***** PROVIDED INFORMATION *****

//! # Termination
//!
//! A `Termination` decides when the generational loop stops. Two policies are
//! available and may be combined with OR semantics:
//!
//! - **fitness threshold**: stop once any individual's fitness reaches the target,
//!   compared with an explicit epsilon (`fitness >= target - epsilon`) instead of
//!   exact floating-point equality;
//! - **generation cap**: stop once the generation counter exceeds the maximum.
//!
//! ## Example
//!
//! ```rust
//! use gaze::evolution::Termination;
//!
//! let termination = Termination::target_fitness(1.0).or_max_generations(500);
//!
//! assert!(!termination.generation_limit_reached(500));
//! assert!(termination.generation_limit_reached(501));
//! ```

use crate::error::{GeneticError, Result};
use crate::population::Population;

/// Default tolerance used when comparing fitness against the target.
pub const DEFAULT_EPSILON: f64 = 1e-9;

#[cfg_attr(feature = "serde", derive(serde::Serialize, serde::Deserialize))]
#[derive(Debug, Clone, PartialEq)]
pub struct Termination {
    target_fitness: Option<f64>,
    max_generations: Option<usize>,
    epsilon: f64,
}

impl Termination {
    /// Stops when any individual's fitness reaches `target`.
    pub fn target_fitness(target: f64) -> Self {
        Self {
            target_fitness: Some(target),
            max_generations: None,
            epsilon: DEFAULT_EPSILON,
        }
    }

    /// Stops once the generation counter exceeds `max_generations`.
    pub fn max_generations(max_generations: usize) -> Self {
        Self {
            target_fitness: None,
            max_generations: Some(max_generations),
            epsilon: DEFAULT_EPSILON,
        }
    }

    /// Adds a fitness target to this termination.
    pub fn or_target_fitness(mut self, target: f64) -> Self {
        self.target_fitness = Some(target);
        self
    }

    /// Adds a generation cap to this termination.
    pub fn or_max_generations(mut self, max_generations: usize) -> Self {
        self.max_generations = Some(max_generations);
        self
    }

    pub fn with_epsilon(mut self, epsilon: f64) -> Self {
        self.epsilon = epsilon;
        self
    }

    pub fn get_target_fitness(&self) -> Option<f64> {
        self.target_fitness
    }

    pub fn get_max_generations(&self) -> Option<usize> {
        self.max_generations
    }

    pub fn get_epsilon(&self) -> f64 {
        self.epsilon
    }

    /// Checks that at least one policy is configured and the numbers are usable.
    pub fn validate(&self) -> Result<()> {
        if self.target_fitness.is_none() && self.max_generations.is_none() {
            return Err(GeneticError::Configuration(
                "Termination needs a target fitness, a generation cap, or both".to_string(),
            ));
        }
        if let Some(target) = self.target_fitness {
            if !target.is_finite() {
                return Err(GeneticError::Configuration(format!(
                    "Target fitness must be finite, got {}",
                    target
                )));
            }
        }
        if !self.epsilon.is_finite() || self.epsilon < 0.0 {
            return Err(GeneticError::Configuration(format!(
                "Termination epsilon must be a non-negative finite number, got {}",
                self.epsilon
            )));
        }
        Ok(())
    }

    /// True if `fitness` reaches the target within epsilon.
    pub fn is_target_reached(&self, fitness: f64) -> bool {
        self.target_fitness
            .is_some_and(|target| fitness >= target - self.epsilon)
    }

    /// True once `generation` exceeds the cap.
    pub fn generation_limit_reached(&self, generation: usize) -> bool {
        self.max_generations
            .is_some_and(|max_generations| generation > max_generations)
    }

    /// Evaluates both policies against an evaluated population.
    pub fn is_met(&self, population: &Population, generation: usize) -> bool {
        self.generation_limit_reached(generation)
            || population
                .individuals()
                .iter()
                .any(|individual| self.is_target_reached(individual.fitness()))
    }
}

impl Default for Termination {
    fn default() -> Self {
        Self::max_generations(1000)
    }
}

*****

Check the entries above line by line and return each one containing the word "Result".

● **ANSWER AREA**
use crate::error::{GeneticError, Result};
    pub fn validate(&self) -> Result<()> {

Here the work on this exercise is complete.